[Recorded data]

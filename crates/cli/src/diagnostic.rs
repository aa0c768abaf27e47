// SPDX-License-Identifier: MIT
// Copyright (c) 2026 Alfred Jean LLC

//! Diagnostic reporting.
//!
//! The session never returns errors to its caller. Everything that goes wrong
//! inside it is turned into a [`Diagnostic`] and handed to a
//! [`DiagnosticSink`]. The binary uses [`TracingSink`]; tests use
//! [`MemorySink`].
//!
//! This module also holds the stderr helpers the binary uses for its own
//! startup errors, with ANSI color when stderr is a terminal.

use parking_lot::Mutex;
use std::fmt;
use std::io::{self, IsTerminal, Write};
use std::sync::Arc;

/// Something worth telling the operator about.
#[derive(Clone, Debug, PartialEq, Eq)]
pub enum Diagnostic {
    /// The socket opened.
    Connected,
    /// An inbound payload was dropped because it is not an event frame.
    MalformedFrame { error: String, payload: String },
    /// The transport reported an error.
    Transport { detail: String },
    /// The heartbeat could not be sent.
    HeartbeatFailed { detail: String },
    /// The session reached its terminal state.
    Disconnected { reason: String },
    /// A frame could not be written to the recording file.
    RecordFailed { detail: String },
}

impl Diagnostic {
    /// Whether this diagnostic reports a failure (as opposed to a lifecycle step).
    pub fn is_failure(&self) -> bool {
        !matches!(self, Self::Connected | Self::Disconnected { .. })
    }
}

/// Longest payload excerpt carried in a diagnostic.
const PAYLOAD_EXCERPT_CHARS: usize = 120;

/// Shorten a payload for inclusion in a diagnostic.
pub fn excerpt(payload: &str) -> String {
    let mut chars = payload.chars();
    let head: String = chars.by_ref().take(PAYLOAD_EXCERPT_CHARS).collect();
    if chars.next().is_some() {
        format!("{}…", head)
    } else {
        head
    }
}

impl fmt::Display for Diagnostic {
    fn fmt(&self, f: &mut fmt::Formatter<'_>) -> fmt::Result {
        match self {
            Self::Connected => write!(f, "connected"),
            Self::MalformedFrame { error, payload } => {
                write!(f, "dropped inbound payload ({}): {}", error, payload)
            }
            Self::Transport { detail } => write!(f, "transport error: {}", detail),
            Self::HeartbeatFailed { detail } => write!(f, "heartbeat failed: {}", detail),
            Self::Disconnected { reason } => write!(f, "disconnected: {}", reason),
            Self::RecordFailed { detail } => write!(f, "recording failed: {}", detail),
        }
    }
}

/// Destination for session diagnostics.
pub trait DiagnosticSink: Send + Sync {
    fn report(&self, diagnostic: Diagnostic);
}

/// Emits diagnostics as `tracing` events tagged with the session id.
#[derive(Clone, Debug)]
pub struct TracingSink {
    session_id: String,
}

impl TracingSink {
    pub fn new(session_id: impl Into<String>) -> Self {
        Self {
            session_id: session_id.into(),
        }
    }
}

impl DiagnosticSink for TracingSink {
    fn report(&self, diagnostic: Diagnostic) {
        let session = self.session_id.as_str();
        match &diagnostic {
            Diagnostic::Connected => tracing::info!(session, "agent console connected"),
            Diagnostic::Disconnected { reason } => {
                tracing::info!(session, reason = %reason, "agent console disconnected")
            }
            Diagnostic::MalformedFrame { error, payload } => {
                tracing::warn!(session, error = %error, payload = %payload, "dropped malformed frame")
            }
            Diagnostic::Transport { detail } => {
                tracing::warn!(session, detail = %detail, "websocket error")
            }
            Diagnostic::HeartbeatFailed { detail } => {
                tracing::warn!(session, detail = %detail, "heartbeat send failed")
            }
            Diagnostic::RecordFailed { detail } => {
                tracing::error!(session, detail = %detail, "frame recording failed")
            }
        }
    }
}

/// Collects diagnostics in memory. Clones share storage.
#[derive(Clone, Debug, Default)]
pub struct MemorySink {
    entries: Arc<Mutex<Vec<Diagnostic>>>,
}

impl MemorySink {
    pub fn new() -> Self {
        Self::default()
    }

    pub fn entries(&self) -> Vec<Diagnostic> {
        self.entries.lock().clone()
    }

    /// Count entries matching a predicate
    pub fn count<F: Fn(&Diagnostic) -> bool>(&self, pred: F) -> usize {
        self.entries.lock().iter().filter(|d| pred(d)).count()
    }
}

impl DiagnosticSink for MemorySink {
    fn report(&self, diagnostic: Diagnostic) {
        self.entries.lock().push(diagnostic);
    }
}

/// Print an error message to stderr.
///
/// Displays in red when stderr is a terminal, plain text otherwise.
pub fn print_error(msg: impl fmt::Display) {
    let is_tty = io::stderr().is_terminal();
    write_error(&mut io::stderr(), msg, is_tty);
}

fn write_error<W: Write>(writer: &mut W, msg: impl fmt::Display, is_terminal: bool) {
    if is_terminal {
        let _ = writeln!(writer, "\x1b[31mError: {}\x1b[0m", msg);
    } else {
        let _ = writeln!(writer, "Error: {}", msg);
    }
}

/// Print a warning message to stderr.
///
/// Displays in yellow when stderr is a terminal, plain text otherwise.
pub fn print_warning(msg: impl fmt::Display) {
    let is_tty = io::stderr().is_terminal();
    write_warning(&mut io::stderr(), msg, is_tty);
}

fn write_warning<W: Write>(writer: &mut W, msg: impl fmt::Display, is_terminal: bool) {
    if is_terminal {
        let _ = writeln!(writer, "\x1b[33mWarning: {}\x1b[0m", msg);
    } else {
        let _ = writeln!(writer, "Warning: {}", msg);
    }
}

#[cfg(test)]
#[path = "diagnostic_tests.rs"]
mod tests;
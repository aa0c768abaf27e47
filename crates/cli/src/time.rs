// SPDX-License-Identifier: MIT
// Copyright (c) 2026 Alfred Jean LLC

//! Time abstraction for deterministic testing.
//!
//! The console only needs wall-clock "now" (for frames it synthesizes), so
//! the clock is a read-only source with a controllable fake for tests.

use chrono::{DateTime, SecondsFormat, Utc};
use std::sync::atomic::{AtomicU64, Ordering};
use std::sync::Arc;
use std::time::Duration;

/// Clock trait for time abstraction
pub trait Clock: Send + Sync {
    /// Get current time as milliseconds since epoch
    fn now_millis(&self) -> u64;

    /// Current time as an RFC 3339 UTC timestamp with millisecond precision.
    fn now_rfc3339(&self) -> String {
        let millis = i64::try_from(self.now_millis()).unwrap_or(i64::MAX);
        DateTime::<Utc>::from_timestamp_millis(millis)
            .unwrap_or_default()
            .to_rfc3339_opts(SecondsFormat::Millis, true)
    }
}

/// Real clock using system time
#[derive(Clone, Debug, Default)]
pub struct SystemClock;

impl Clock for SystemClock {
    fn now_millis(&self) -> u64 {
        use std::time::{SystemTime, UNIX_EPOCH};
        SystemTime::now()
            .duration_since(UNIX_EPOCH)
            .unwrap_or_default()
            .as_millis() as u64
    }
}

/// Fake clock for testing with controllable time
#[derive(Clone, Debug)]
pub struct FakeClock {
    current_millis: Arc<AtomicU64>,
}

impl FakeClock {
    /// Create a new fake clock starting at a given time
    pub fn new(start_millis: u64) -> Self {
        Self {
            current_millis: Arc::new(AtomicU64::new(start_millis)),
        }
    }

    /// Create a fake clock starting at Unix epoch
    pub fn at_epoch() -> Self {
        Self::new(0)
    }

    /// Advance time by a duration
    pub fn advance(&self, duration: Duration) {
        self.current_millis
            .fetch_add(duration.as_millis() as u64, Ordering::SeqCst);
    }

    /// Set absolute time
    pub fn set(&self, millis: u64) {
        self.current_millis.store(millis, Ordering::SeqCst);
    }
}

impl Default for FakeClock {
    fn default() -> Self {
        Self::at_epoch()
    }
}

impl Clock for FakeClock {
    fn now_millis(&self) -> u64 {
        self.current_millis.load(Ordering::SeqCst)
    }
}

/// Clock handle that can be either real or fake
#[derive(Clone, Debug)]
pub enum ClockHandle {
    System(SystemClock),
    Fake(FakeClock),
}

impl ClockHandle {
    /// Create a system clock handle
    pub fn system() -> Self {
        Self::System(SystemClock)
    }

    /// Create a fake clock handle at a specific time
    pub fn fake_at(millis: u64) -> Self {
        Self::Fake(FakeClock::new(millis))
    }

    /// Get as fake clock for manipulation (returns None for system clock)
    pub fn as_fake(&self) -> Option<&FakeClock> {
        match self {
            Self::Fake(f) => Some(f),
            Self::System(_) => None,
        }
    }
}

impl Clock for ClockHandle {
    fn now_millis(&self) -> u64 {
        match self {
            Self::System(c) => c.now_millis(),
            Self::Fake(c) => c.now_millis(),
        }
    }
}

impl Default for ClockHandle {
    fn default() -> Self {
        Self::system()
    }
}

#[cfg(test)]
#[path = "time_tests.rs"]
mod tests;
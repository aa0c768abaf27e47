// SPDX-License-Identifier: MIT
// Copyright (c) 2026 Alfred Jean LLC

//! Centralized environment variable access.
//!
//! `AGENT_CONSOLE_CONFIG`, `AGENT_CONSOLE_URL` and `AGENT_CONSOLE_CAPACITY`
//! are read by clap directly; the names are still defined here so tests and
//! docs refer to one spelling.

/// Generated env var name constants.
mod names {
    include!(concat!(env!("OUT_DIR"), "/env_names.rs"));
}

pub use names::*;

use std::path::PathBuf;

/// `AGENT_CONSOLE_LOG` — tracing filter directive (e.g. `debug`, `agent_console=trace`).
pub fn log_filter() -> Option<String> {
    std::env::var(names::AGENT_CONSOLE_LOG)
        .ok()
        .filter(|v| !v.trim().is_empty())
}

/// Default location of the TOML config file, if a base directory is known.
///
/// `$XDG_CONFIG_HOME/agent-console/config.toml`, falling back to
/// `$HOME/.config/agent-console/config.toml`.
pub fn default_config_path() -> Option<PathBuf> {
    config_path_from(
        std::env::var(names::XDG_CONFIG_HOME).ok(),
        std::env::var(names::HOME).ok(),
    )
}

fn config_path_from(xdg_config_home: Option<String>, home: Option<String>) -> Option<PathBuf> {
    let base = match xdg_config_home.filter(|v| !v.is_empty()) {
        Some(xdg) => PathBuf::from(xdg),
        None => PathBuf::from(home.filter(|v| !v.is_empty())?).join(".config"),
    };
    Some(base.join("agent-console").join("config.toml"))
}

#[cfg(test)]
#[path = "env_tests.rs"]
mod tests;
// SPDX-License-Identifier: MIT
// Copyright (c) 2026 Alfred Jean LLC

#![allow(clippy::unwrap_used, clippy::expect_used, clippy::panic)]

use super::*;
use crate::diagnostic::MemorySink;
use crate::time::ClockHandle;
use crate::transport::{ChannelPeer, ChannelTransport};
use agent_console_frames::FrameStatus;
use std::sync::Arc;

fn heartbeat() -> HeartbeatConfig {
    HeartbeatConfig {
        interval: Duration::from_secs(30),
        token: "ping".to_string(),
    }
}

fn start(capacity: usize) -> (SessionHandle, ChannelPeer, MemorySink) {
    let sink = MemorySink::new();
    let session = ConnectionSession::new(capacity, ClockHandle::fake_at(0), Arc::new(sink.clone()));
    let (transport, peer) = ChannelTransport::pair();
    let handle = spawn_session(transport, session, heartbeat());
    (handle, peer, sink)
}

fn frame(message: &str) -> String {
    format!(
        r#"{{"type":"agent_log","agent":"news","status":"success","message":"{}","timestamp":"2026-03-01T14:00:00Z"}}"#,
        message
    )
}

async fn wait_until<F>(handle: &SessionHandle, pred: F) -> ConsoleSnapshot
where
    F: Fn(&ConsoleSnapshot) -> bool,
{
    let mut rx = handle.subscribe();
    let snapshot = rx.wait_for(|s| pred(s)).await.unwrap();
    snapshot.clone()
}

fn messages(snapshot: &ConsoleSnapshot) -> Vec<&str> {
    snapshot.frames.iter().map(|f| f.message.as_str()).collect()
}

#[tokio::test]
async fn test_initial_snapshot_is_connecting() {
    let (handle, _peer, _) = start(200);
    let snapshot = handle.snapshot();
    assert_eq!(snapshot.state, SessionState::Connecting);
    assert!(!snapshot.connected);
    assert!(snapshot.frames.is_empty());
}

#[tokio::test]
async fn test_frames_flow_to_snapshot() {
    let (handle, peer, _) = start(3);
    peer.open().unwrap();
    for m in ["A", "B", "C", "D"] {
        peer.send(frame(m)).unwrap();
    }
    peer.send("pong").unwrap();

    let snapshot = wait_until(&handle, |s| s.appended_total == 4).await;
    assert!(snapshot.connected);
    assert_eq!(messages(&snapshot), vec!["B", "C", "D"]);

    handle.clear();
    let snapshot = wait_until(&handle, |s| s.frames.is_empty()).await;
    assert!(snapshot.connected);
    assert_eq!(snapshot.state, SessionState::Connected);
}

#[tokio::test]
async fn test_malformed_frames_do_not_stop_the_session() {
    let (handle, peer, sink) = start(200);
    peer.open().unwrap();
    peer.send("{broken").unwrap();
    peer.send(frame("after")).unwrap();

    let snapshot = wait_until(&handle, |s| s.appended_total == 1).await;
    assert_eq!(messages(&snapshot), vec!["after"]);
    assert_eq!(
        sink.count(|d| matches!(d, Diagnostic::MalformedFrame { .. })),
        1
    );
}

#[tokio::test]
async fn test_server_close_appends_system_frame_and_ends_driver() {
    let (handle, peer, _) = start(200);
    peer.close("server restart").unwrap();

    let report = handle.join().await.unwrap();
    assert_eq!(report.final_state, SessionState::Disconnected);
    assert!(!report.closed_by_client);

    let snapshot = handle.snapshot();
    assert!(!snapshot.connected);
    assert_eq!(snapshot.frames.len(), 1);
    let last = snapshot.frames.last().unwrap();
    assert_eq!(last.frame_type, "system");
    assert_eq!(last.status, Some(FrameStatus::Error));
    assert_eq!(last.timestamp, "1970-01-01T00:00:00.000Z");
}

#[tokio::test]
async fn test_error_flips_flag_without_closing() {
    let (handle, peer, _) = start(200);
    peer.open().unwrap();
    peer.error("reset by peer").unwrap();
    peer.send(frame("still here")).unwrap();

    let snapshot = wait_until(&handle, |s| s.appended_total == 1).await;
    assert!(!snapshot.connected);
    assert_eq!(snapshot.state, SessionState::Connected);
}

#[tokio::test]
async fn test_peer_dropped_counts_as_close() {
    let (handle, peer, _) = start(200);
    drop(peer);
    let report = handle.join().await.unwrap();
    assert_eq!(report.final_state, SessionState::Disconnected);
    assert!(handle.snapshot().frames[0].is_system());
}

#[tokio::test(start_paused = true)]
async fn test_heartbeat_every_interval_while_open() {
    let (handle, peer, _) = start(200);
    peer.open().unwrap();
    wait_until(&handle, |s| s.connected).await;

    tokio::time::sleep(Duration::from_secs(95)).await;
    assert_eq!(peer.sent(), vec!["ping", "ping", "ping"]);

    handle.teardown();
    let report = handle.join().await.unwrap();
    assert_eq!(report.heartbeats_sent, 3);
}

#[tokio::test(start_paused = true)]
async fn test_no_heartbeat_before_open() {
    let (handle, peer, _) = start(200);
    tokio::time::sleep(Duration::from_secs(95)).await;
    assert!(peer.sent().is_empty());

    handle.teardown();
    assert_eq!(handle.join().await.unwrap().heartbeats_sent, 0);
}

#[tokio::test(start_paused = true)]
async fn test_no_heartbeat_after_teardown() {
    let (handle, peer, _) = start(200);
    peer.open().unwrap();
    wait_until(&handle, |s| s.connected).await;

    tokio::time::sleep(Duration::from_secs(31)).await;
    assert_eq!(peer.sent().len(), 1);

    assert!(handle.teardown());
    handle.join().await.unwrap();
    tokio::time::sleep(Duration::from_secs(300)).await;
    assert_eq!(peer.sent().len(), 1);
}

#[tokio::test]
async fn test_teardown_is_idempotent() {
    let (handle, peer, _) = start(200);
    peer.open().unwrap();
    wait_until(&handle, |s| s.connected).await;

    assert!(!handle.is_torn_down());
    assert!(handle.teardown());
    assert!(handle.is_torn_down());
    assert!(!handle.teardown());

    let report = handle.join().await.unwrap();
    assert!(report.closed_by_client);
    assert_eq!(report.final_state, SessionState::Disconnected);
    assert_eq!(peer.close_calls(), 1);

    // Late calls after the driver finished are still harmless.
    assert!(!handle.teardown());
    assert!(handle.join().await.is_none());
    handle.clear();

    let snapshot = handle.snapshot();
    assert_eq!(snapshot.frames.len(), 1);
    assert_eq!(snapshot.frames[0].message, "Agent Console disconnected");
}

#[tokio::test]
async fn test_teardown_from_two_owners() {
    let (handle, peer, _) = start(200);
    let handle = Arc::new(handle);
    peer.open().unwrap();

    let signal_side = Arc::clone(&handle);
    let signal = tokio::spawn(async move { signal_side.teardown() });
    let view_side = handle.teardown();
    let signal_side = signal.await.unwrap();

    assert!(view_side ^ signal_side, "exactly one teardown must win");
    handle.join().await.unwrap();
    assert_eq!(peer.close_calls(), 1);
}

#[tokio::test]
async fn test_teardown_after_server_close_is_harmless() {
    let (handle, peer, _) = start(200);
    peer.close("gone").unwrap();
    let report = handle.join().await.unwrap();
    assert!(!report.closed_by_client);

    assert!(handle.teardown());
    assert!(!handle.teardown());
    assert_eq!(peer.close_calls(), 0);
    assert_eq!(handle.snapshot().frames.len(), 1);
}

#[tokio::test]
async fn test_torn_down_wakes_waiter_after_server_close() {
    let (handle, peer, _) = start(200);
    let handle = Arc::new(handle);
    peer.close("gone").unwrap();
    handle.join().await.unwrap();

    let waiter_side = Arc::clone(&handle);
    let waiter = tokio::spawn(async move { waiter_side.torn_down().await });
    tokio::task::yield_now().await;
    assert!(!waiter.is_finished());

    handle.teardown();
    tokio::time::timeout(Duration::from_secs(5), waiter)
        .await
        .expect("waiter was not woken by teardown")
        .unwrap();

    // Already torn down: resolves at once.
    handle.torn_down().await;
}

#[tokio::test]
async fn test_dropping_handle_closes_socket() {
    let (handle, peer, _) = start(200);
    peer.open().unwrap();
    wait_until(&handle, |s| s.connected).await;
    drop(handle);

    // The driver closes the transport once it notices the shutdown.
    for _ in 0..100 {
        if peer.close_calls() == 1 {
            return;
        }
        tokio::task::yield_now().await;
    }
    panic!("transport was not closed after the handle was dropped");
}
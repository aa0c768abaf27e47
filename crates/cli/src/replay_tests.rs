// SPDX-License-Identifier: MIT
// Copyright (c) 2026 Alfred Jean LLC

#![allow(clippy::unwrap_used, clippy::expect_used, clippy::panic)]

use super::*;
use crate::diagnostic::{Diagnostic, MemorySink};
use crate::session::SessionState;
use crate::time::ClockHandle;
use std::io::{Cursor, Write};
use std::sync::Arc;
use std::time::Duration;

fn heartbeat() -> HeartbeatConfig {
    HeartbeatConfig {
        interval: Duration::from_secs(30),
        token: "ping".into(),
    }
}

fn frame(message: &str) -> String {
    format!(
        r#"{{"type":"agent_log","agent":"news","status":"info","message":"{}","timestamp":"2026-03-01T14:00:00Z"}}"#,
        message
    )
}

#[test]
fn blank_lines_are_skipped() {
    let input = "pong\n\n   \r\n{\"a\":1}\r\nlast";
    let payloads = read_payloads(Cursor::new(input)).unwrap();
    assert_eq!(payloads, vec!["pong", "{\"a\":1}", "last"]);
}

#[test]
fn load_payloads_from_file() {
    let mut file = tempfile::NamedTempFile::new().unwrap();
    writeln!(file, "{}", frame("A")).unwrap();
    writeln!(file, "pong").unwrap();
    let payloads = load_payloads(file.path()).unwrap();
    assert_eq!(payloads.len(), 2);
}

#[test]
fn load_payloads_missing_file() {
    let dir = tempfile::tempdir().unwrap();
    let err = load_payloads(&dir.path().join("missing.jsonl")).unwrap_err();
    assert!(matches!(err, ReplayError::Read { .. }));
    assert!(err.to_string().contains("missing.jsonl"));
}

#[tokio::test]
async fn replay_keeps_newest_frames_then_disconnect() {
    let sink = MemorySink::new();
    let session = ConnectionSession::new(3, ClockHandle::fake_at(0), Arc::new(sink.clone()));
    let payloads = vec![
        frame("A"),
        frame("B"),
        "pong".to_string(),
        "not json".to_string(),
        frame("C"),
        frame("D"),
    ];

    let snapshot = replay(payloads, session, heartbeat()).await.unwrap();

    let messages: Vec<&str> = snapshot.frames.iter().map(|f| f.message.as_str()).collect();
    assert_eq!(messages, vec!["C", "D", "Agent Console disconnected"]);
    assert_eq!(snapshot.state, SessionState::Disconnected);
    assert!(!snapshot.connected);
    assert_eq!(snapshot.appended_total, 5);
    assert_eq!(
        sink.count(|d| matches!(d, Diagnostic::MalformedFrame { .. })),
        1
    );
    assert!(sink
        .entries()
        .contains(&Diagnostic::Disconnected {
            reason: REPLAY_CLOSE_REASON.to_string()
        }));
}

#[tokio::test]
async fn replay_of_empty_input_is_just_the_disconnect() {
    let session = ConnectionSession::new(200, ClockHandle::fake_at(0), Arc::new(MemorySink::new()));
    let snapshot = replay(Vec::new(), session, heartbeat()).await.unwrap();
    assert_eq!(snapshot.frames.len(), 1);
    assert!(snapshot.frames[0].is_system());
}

YOUR TASK
Look through the entries above; find each line with the word "ChannelPeer" and copy it.

WRITTEN ANSWER
use crate::transport::{ChannelPeer, ChannelTransport};
fn start(capacity: usize) -> (SessionHandle, ChannelPeer, MemorySink) {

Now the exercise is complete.